Cephalic Carnage - Plattenkritiken

Cephalic Carnage - Xenosapien - CD / Band-Homepage / Relapse Records

Tracklist:

01.) Endless Cycle of Violence
02.) Divination & Volition
03.) Molting
04.) Touched By an Angel
05.) Vaporized
06.) Heptarchy (in the U.K.)
07.) G.lobal O.verhaul D.evice
08.) Let Them Hate so Long as They Fear
09.) The Omega Point
10.) Megacosm of the Aquaphobics
11.) Ov Vicissitude
12.) Hidden Track

Kritik:

Caphalic Carnage kommen aus Denver und waren mir bis zum
heutigen Tag völlig unbekannt. Gegründet hat sich die
Band wohl irgendwann Mitte / Ende der 90er, ihr erster
Longplayer erschien jedenfalls 1998. Kurz danach landeten
sie auf Relapse Records und haben dort mittlerweile auch
schon drei Longplayer veröffentlicht.
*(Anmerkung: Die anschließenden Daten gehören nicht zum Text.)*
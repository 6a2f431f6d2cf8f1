#![doc = "Fixed-rate multi-channel sampling runtime for pulse sensors."]

pub mod acquisition;
pub mod channel;
pub mod clock;
pub mod dispatch;
pub mod handoff;
pub mod sample_clock;
pub mod scheduler;
pub mod source;
pub mod trigger;

pub use channel::*;
pub use clock::*;
pub use dispatch::{Registration, TickTarget};
pub use handoff::*;
pub use sample_clock::*;
pub use scheduler::*;
pub use source::*;
pub use trigger::*;
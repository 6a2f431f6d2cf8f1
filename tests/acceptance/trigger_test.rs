//! Interrupt-mode acceptance tests on the hosted trigger thread.
//!
//! # Acceptance Criteria
//!
//! - The trigger thread drives acquisition at roughly the configured rate
//! - The caller observes new samples through the coalescing flag
//! - Pause stops acquisition until resume
//! - Timing analysis records intervals near the nominal period

use super::common::{init_tracing, sensor_channels, wait_until};
use pulse_common::config::TimingAnalysisConfig;
use pulse_runtime::{SchedulerBuilder, SimulatedSource, ThreadTrigger, Waveform};
use std::thread;
use std::time::{Duration, Instant};

fn pulse_source(rate_hz: u32) -> SimulatedSource {
    SimulatedSource::new(Waveform::pulse(rate_hz, 60)).with_phase_step(50)
}

#[test]
fn test_trigger_thread_drives_sampling() {
    init_tracing();
    let mut scheduler = SchedulerBuilder::new(sensor_channels(2), pulse_source(1000))
        .sample_rate_hz(1000)
        .trigger(ThreadTrigger::with_name("acceptance-sampler"))
        .build()
        .unwrap();
    scheduler.start().unwrap();

    let mut observed = 0u64;
    let deadline = Instant::now() + Duration::from_millis(200);
    while Instant::now() < deadline {
        if scheduler.poll_and_clear() {
            observed += 1;
        }
        thread::sleep(Duration::from_micros(200));
    }

    let cycles = scheduler.cycle_count();
    assert!(cycles >= 50, "only {cycles} cycles in 200ms at 1kHz");
    assert!(cycles <= 400, "{cycles} cycles in 200ms at 1kHz");
    assert!(observed >= 1);
    assert!(observed <= cycles);
    assert!(scheduler.latest_sample(0).is_some_and(|v| (512..=800).contains(&v)));
}

#[test]
fn test_pause_stops_trigger_thread() {
    let mut scheduler = SchedulerBuilder::new(sensor_channels(1), pulse_source(1000))
        .sample_rate_hz(1000)
        .trigger(ThreadTrigger::new())
        .build()
        .unwrap();
    scheduler.start().unwrap();

    assert!(wait_until(Duration::from_secs(2), || scheduler.cycle_count() >= 5));
    scheduler.pause().unwrap();
    let frozen = scheduler.cycle_count();

    thread::sleep(Duration::from_millis(30));
    assert_eq!(scheduler.cycle_count(), frozen);
    assert!(!scheduler.poll_and_clear());

    scheduler.resume().unwrap();
    assert!(wait_until(Duration::from_secs(2), || scheduler.cycle_count() > frozen));
}

#[test]
fn test_timing_analysis_on_trigger_thread() {
    let mut scheduler = SchedulerBuilder::new(sensor_channels(1), pulse_source(500))
        .sample_rate_hz(500)
        .timing_analysis(TimingAnalysisConfig {
            enabled: true,
            window: 10_000,
            tolerance: Duration::from_micros(500),
        })
        .trigger(ThreadTrigger::new())
        .build()
        .unwrap();
    scheduler.start().unwrap();

    assert!(wait_until(Duration::from_secs(2), || scheduler.cycle_count() >= 50));
    scheduler.pause().unwrap();

    let snap = scheduler.timing().unwrap();
    assert!(snap.total_intervals >= 49);
    assert_eq!(snap.expected_us, 2000);
    let mean = snap.mean_us.unwrap();
    assert!((1000..=4000).contains(&mean), "mean interval {mean}us");
}
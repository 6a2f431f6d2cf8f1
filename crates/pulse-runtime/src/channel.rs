//! Per-sensor channel abstraction.
//!
//! A [`Channel`] owns one sensor's analog input identity and whatever
//! processing state its detection algorithm needs. The scheduler only
//! feeds it raw values, asks it to process them, and resets its transient
//! state on pause; everything else is reached through bounds-checked
//! accessors on the scheduler.

use pulse_common::config::{ChannelConfig, DEFAULT_THRESHOLD};

/// Consumer side of one sensor's acquisition pipeline.
///
/// Implementations run inside the urgent context for
/// [`ingest_sample`](Channel::ingest_sample), [`process`](Channel::process)
/// and [`update_indicators`](Channel::update_indicators); those must be
/// bounded, allocation-free and must not panic.
pub trait Channel: Send {
    /// Store a freshly read raw value. Called during the read pass.
    fn ingest_sample(&mut self, raw: i32);

    /// Run detection on the most recent value. Called during the process pass.
    fn process(&mut self);

    /// Drive channel-owned side effects (indicator outputs) after processing.
    fn update_indicators(&mut self) {}

    /// Return detection state to its post-construction values.
    ///
    /// Raw last-sample telemetry survives; only in-flight detection state
    /// is discarded.
    fn reset_transient_state(&mut self);

    /// Analog input this channel reads from.
    fn analog_input(&self) -> u8;

    /// Rewire the channel to another analog input.
    fn set_analog_input(&mut self, input: u8);

    /// Indicator output that blinks on each beat.
    fn set_blink_output(&mut self, _output: u8) {}

    /// Indicator output that fades on each beat.
    fn set_fade_output(&mut self, _output: u8) {}

    /// Detection threshold.
    fn threshold(&self) -> i32;

    /// Set the detection threshold.
    fn set_threshold(&mut self, threshold: i32);

    /// Last raw value ingested.
    fn latest_sample(&self) -> i32;

    /// Peak-to-trough amplitude of the current pulse.
    fn pulse_amplitude(&self) -> i32;

    /// Beats per minute.
    fn beats_per_minute(&self) -> i32 {
        0
    }

    /// Interval between the last two beats.
    fn inter_beat_interval_ms(&self) -> i32 {
        0
    }

    /// Read-and-clear the "a beat started" latch.
    fn saw_start_of_beat(&mut self) -> bool {
        false
    }

    /// Is the signal currently inside a beat?
    fn is_inside_beat(&self) -> bool {
        false
    }

    /// Sample time of the last detected beat, in milliseconds.
    fn last_beat_time(&self) -> u32 {
        0
    }

    /// Apply a configuration entry through the setters.
    fn configure(&mut self, config: &ChannelConfig) {
        self.set_analog_input(config.analog_input);
        self.set_threshold(config.threshold);
        if let Some(output) = config.blink_output {
            self.set_blink_output(output);
        }
        if let Some(output) = config.fade_output {
            self.set_fade_output(output);
        }
    }
}

/// Reference channel: raw telemetry plus running amplitude.
///
/// Tracks the last sample and the peak/trough seen since the last reset.
/// It carries no beat-detection algorithm of its own, so the beat queries
/// keep their trait defaults.
#[derive(Debug, Clone, PartialEq, Eq)]
pub struct SensorChannel {
    analog_input: u8,
    threshold: i32,
    blink_output: Option<u8>,
    fade_output: Option<u8>,
    latest_sample: i32,
    /// Transient: extremes since the last reset.
    peak: Option<i32>,
    trough: Option<i32>,
    processed_since_reset: u32,
}

impl Default for SensorChannel {
    fn default() -> Self {
        Self::new(0)
    }
}

impl SensorChannel {
    /// Create a channel reading `analog_input`.
    #[must_use]
    pub fn new(analog_input: u8) -> Self {
        Self {
            analog_input,
            threshold: DEFAULT_THRESHOLD,
            blink_output: None,
            fade_output: None,
            latest_sample: 0,
            peak: None,
            trough: None,
            processed_since_reset: 0,
        }
    }

    /// Create a channel from a configuration entry.
    #[must_use]
    pub fn from_config(config: &ChannelConfig) -> Self {
        let mut channel = Self::new(config.analog_input);
        channel.configure(config);
        channel
    }

    /// Configured blink output.
    #[must_use]
    pub fn blink_output(&self) -> Option<u8> {
        self.blink_output
    }

    /// Configured fade output.
    #[must_use]
    pub fn fade_output(&self) -> Option<u8> {
        self.fade_output
    }

    /// Samples processed since construction or the last reset.
    #[must_use]
    pub fn processed_since_reset(&self) -> u32 {
        self.processed_since_reset
    }
}

impl Channel for SensorChannel {
    fn ingest_sample(&mut self, raw: i32) {
        self.latest_sample = raw;
    }

    fn process(&mut self) {
        let value = self.latest_sample;
        self.peak = Some(self.peak.map_or(value, |p| p.max(value)));
        self.trough = Some(self.trough.map_or(value, |t| t.min(value)));
        self.processed_since_reset = self.processed_since_reset.saturating_add(1);
    }

    fn reset_transient_state(&mut self) {
        self.peak = None;
        self.trough = None;
        self.processed_since_reset = 0;
    }

    fn analog_input(&self) -> u8 {
        self.analog_input
    }

    fn set_analog_input(&mut self, input: u8) {
        self.analog_input = input;
    }

    fn set_blink_output(&mut self, output: u8) {
        self.blink_output = Some(output);
    }

    fn set_fade_output(&mut self, output: u8) {
        self.fade_output = Some(output);
    }

    fn threshold(&self) -> i32 {
        self.threshold
    }

    fn set_threshold(&mut self, threshold: i32) {
        self.threshold = threshold;
    }

    fn latest_sample(&self) -> i32 {
        self.latest_sample
    }

    fn pulse_amplitude(&self) -> i32 {
        match (self.peak, self.trough) {
            (Some(peak), Some(trough)) => peak.saturating_sub(trough),
            _ => 0,
        }
    }
}
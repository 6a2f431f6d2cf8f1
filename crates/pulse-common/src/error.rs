use thiserror::Error;

/// Sampler error types covering configuration, trigger control, and dispatch.
#[derive(Debug, Error, Clone, PartialEq)]
pub enum PulseError {
    /// Configuration or initialization error.
    #[error("configuration error: {0}")]
    Config(String),

    /// The periodic trigger could not be installed.
    #[error("trigger installation failed: {0}")]
    TriggerInstall(String),

    /// The periodic trigger could not be suppressed.
    #[error("trigger suppression failed: {0}")]
    TriggerSuppress(String),

    /// The periodic trigger could not be restored.
    #[error("trigger restore failed: {0}")]
    TriggerRestore(String),

    /// Another sampler already owns the process-wide dispatch slot.
    #[error("another sampler instance is registered for tick dispatch")]
    InstanceConflict,
}

/// Convenience type alias for sampler operations.
pub type PulseResult<T> = Result<T, PulseError>;
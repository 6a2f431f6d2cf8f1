//! Process-wide tick dispatch slot.
//!
//! Some interrupt vectors are plain `fn()` and cannot carry a pointer to the
//! scheduler they serve. For those, the scheduler registers itself here on
//! start and the vector calls [`dispatch_tick`]. Only one scheduler can hold
//! the slot at a time; a second registration fails with
//! [`PulseError::InstanceConflict`] until the first is dropped.
//!
//! Triggers that can carry their handler (every trigger in this crate
//! except a context-free [`SimulatedTrigger`](crate::trigger::SimulatedTrigger))
//! never touch the slot, so any number of those schedulers can coexist.

use pulse_common::error::{PulseError, PulseResult};
use std::sync::{Arc, Mutex, PoisonError, Weak};
use tracing::{debug, trace};

/// Something that can run one acquisition cycle from the urgent context.
pub trait TickTarget: Send + Sync {
    /// Handle one periodic tick.
    fn on_tick(&self);
}

static SLOT: Mutex<Option<Weak<dyn TickTarget>>> = Mutex::new(None);

fn slot() -> std::sync::MutexGuard<'static, Option<Weak<dyn TickTarget>>> {
    SLOT.lock().unwrap_or_else(PoisonError::into_inner)
}

/// Ownership of the dispatch slot. Dropping it empties the slot.
#[derive(Debug)]
#[must_use = "the slot is released when the registration is dropped"]
pub struct Registration {
    target: Weak<dyn TickTarget>,
}

impl Drop for Registration {
    fn drop(&mut self) {
        let mut slot = slot();
        if slot
            .as_ref()
            .is_some_and(|current| Weak::ptr_eq(current, &self.target))
        {
            *slot = None;
            debug!("Tick dispatch slot released");
        }
    }
}

/// Claim the slot for `target`.
///
/// A slot whose previous holder has been dropped counts as free.
///
/// # Errors
///
/// [`PulseError::InstanceConflict`] if another live target holds the slot.
pub fn register(target: &Arc<dyn TickTarget>) -> PulseResult<Registration> {
    let mut slot = slot();
    if slot.as_ref().and_then(Weak::upgrade).is_some() {
        return Err(PulseError::InstanceConflict);
    }
    let weak = Arc::downgrade(target);
    *slot = Some(weak.clone());
    debug!("Tick dispatch slot claimed");
    Ok(Registration { target: weak })
}

/// Deliver one tick to the registered target.
///
/// Returns `false` if nothing is registered. The slot lock is released
/// before the target runs.
pub fn dispatch_tick() -> bool {
    let target = slot().as_ref().and_then(Weak::upgrade);
    match target {
        Some(target) => {
            target.on_tick();
            true
        }
        None => {
            trace!("Tick with no registered target");
            false
        }
    }
}

/// True while a live target holds the slot.
#[must_use]
pub fn is_registered() -> bool {
    slot().as_ref().and_then(Weak::upgrade).is_some()
}

/// Serializes tests that touch the process-wide slot.
#[cfg(test)]
pub(crate) fn test_guard() -> std::sync::MutexGuard<'static, ()> {
    static GUARD: Mutex<()> = Mutex::new(());
    GUARD.lock().unwrap_or_else(PoisonError::into_inner)
}
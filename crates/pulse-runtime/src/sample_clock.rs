//! Due-ness tracking for polling-mode sampling.
//!
//! Each time a sample is taken the next-due timestamp advances by exactly
//! one period from where it was, never from "now". A late poll therefore
//! does not push every later sample back, and the long-run rate stays at
//! the configured frequency.
//!
//! The due check compares signed differences of a 32-bit microsecond
//! counter, so it is only meaningful while polls arrive within 2^31 µs
//! (about 35.8 minutes) of the deadline. A longer gap while active reads
//! as "not yet due" until the counter comes round again. Pausing does not
//! have this problem because resume re-anchors.

use pulse_common::time::Micros;

/// Next-due timestamp plus the fixed period it advances by.
#[derive(Debug, Clone, Copy, PartialEq, Eq)]
pub struct SampleClock {
    period_us: u32,
    next_due: Micros,
}

impl SampleClock {
    /// First sample falls due one period after `now`.
    #[must_use]
    pub fn new(period_us: u32, now: Micros) -> Self {
        Self {
            period_us,
            next_due: now.wrapping_add(period_us),
        }
    }

    /// Re-anchor so the next sample is one period after `now`.
    ///
    /// Used on start and resume; a pause must not leave a backlog of
    /// overdue samples behind.
    pub fn anchor(&mut self, now: Micros) {
        self.next_due = now.wrapping_add(self.period_us);
    }

    /// Has `now` reached the next-due timestamp? Wraparound-safe.
    #[inline]
    #[must_use]
    pub fn is_due(&self, now: Micros) -> bool {
        now.is_reached(self.next_due)
    }

    /// If due, consume the slot and advance by one period.
    pub fn poll(&mut self, now: Micros) -> bool {
        if !self.is_due(now) {
            return false;
        }
        self.next_due = self.next_due.wrapping_add(self.period_us);
        true
    }

    /// Timestamp at which the next sample falls due.
    #[must_use]
    pub fn next_due(&self) -> Micros {
        self.next_due
    }

    /// Sample period in microseconds.
    #[must_use]
    pub fn period_us(&self) -> u32 {
        self.period_us
    }
}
Knapp zwei Jahre nach
dem letzten Album folgt mit "Xenosapien" jetzt der bereits
fünfte Longplayer.
Wie bei Relapse Records gewohnt gibts hier Extrem-Metal, den
die Band selbst aufgrund ihrer Herkunft als "Rocky Mountain
Hydro-Grind" bezeichnet. Auch wenn man sich darunter jetzt nicht
viel vorstellen kann, passt die Beschreibung recht gut, lassen
sich die fünf Jungs doch in keine andere Genre-Schublade packen.
Hier gibts extrem schnellen Metal, irgendwo zwischen Grindcore
und Death-Metal, versetzt mit Einflüssen aus Doom, Blues oder
gar Free-Jazz. Die verschiedenen Stile werden durch viele Breaks
in den Songs vermischt und dazu gibts ein krasses Gegrunze und
Geschreie. Technisch spielt die Band auf einem sehr hohen Niveau
und es ist erstaunlich wie gut es funktioniert, die verschiedene
Stile unter ein Dach zu bringen. Wer auf technisch anspruchsvollen
und sehr abwechslungsreichen Extrem-Metal steht, ist bei Cephalic
Carnage genau richtig ... gelungenes Album!